Overall, results are consistent with distributed models of intelligence like the P-FIT (Jung and Haier, 2007). Our results, however, include more brain regions than highlighted by the P-FIT and place greater importance on medial structures than the P-FIT model does. Indeed, while absent from the P-FIT, the precuneus (part of the medial parietal lobe), the posterior cingulate, the dorsomedial prefrontal cortex, as well as the lingual and parahippocampal gyri, have all been identified here as being associated, bilaterally, with the general cognitive factor. Importantly, these are all known to be areas where information from different parts of the brain converges for high-level processing and have been shown to be involved with cognitive performance (Cavanna and Trimble, 2006; Eisenberg et al., 2005; Geake and Hansen, 2005; Gong et al., 2005; Haier et al., 2004; Hulshoff Pol et al., 2006; Shaw et al., 2006; Stoitsis et al., 2008; Westlye et al., 2008). While they are good candidates as modulators of general intelligence, these regions generally reached here lower levels of statistical significance than the regions highlighted by the P-FIT. It could be speculated that this reflects a genuine but relatively weaker association with intelligence than the P-FIT regions, making them less consistently detected across studies and leading to their exclusion from the P-FIT.

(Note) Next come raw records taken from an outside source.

//! STON.fi Router v2 Payloads
//!
//! Message bodies for the two swap legs: a pTON ton_transfer for TON->jetton
//! and a standard jetton transfer for jetton->TON, each carrying the router's
//! cross-swap payload as forward payload.

use std::sync::Arc;

use crate::adapters::ton::address::TonAddress;
use crate::adapters::ton::cell::{Cell, CellBuilder, CellError};

/// Router v2 swap opcode (forward payload of the incoming transfer)
pub const STONFI_SWAP_OP: u32 = 0x6664de2a;

/// pTON v2 ton_transfer opcode
pub const PTON_TON_TRANSFER_OP: u32 = 0x01f3835d;

/// TEP-74 jetton transfer opcode
pub const JETTON_TRANSFER_OP: u32 = 0x0f8a7ea5;

/// Gas forwarded to the router for the cross-contract leg (0.24 TON); must
/// stay below the total attached gas so the carrying transfer can pay fees
pub const SWAP_FORWARD_GAS_NANOTON: u64 = 240_000_000;

/// The swap-parameters cell referenced by the swap body
fn swap_params(
    min_ask_raw: u64,
    receiver: &TonAddress,
    fwd_gas_raw: u64,
    _refund: &TonAddress,
) -> Result<Cell, CellError> {
    let mut b = CellBuilder::new();
    b.store_coins(min_ask_raw)?;
    b.store_address(Some(receiver))?;
    b.store_coins(fwd_gas_raw)?;
    b.store_bit(false)?; // no custom payload
    b.store_coins(0)?; // refund fwd gas
    b.store_bit(false)?; // no refund payload
    b.store_uint(0, 16)?; // referral fee
    b.store_address(None)?; // no referral
    Ok(b.build())
}

/// Router v2 cross-swap body. `ask_jetton_wallet` is the ROUTER's wallet for
/// the asset being bought (the pTON wallet when selling into TON).
pub fn swap_body(
    ask_jetton_wallet: &TonAddress,
    receiver: &TonAddress,
    refund: &TonAddress,
    min_ask_raw: u64,
) -> Result<Cell, CellError> {
    let params = Arc::new(swap_params(
        min_ask_raw,
        receiver,
        SWAP_FORWARD_GAS_NANOTON,
        refund,
    )?);
    let mut b = CellBuilder::new();
    b.store_uint(STONFI_SWAP_OP as u64, 32)?;
    b.store_address(Some(ask_jetton_wallet))?;
    b.store_address(Some(refund))?;
    b.store_address(Some(refund))?; // excesses back to the user as well
    b.store_ref(params)?;
    Ok(b.build())
}

/// TON->jetton leg: ton_transfer sent to the router's pTON wallet, wrapping
/// `offer_raw` nanoTON with the swap body as forward payload.
pub fn ton_transfer_body(
    query_id: u64,
    offer_raw: u64,
    refund: &TonAddress,
    forward: Arc<Cell>,
) -> Result<Cell, CellError> {
    let mut b = CellBuilder::new();
    b.store_uint(PTON_TON_TRANSFER_OP as u64, 32)?;
    b.store_uint(query_id, 64)?;
    b.store_coins(offer_raw)?;
    b.store_address(Some(refund))?;
    b.store_bit(true)?; // forward payload by reference
    b.store_ref(forward)?;
    Ok(b.build())
}

/// Jetton->TON leg: TEP-74 transfer of `amount_raw` jettons to the router,
/// forwarding gas plus the swap body.
pub fn jetton_transfer_body(
    query_id: u64,
    amount_raw: u64,
    router: &TonAddress,
    response_destination: &TonAddress,
    forward: Arc<Cell>,
) -> Result<Cell, CellError> {
    let mut b = CellBuilder::new();
    b.store_uint(JETTON_TRANSFER_OP as u64, 32)?;
    b.store_uint(query_id, 64)?;
    b.store_coins(amount_raw)?;
    b.store_address(Some(router))?;
    b.store_address(Some(response_destination))?;
    b.store_bit(false)?; // no custom payload
    b.store_coins(SWAP_FORWARD_GAS_NANOTON)?;
    b.store_bit(true)?; // forward payload by reference
    b.store_ref(forward)?;
    Ok(b.build())
}
//! Jupiter Quote Types
//!
//! Request and response structures for the swap/v1 quote endpoint. Amounts
//! come back as strings; helpers parse them into raw units.

use serde::{Deserialize, Serialize};

/// Wrapped SOL mint, the native side of every Solana pair we trade
pub const WSOL_MINT: &str = "So11111111111111111111111111111111111111112";

/// Request parameters for getting a swap quote
#[derive(Debug, Clone, Serialize, Deserialize)]
#[serde(rename_all = "camelCase")]
pub struct QuoteRequest {
    /// Input token mint address
    pub input_mint: String,
    /// Output token mint address
    pub output_mint: String,
    /// Amount in base units (lamports for SOL)
    pub amount: u64,
    /// Slippage tolerance in basis points (1 = 0.01%)
    pub slippage_bps: u16,
}

impl QuoteRequest {
    pub fn new(input_mint: String, output_mint: String, amount: u64, slippage_bps: u16) -> Self {
        Self {
            input_mint,
            output_mint,
            amount,
            slippage_bps,
        }
    }

    /// Quote for spending SOL into a token
    pub fn sol_to_token(token_mint: &str, lamports: u64, slippage_bps: u16) -> Self {
        Self::new(WSOL_MINT.to_string(), token_mint.to_string(), lamports, slippage_bps)
    }

    /// Quote for selling a token back into SOL
    pub fn token_to_sol(token_mint: &str, amount_raw: u64, slippage_bps: u16) -> Self {
        Self::new(token_mint.to_string(), WSOL_MINT.to_string(), amount_raw, slippage_bps)
    }
}

/// Response from the quote endpoint
#[derive(Debug, Clone, Serialize, Deserialize)]
#[serde(rename_all = "camelCase")]
pub struct QuoteResponse {
    pub input_mint: String,
    pub output_mint: String,
    /// Input amount in base units
    pub in_amount: String,
    /// Output amount in base units
    pub out_amount: String,
    /// Minimum output amount after slippage
    pub other_amount_threshold: String,
    pub swap_mode: String,
    pub slippage_bps: u16,
    /// Price impact percentage (as string)
    #[serde(default)]
    pub price_impact_pct: String,
    /// Catch-all so the full quote can be echoed back to the swap endpoint
    #[serde(flatten)]
    pub extra: std::collections::HashMap<String, serde_json::Value>,
}

impl QuoteResponse {
    pub fn input_amount(&self) -> u64 {
        self.in_amount.parse().unwrap_or(0)
    }

    pub fn output_amount(&self) -> u64 {
        self.out_amount.parse().unwrap_or(0)
    }

    pub fn min_output_amount(&self) -> u64 {
        self.other_amount_threshold.parse().unwrap_or(0)
    }

    pub fn price_impact(&self) -> Option<f64> {
        self.price_impact_pct.parse().ok()
    }
}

Observing a decrease in statistical significance in both children and adolescents, when compared with the group as a whole, could be attributed to several factors. However, in both subsamples, this decrease is most likely due to reduced statistical power due to dividing the sample in two. The relative greater decrease observed for the subsample of young children (ie 6 to 11.9 years of age) may have been due to the difficulty that many of them may have had with being immobile for a prolonged period of time in a scanner (Evans and Brain Development Cooperative Group, 2006). Indeed, micromovements, which may not have been sufficient to grossly distort the image and result in rejection as part of the quality control procedures, may have nonetheless induced a slight blurring effect on the white/gray matter interface and lead to a deterioration in the precision of cortical thickness estimations. Alternatively, it could be speculated that the association between cortical thickness and the cognitive ability factor is weaker or less homogeneous in young children in that age group, leading to a decrease in statistical significance.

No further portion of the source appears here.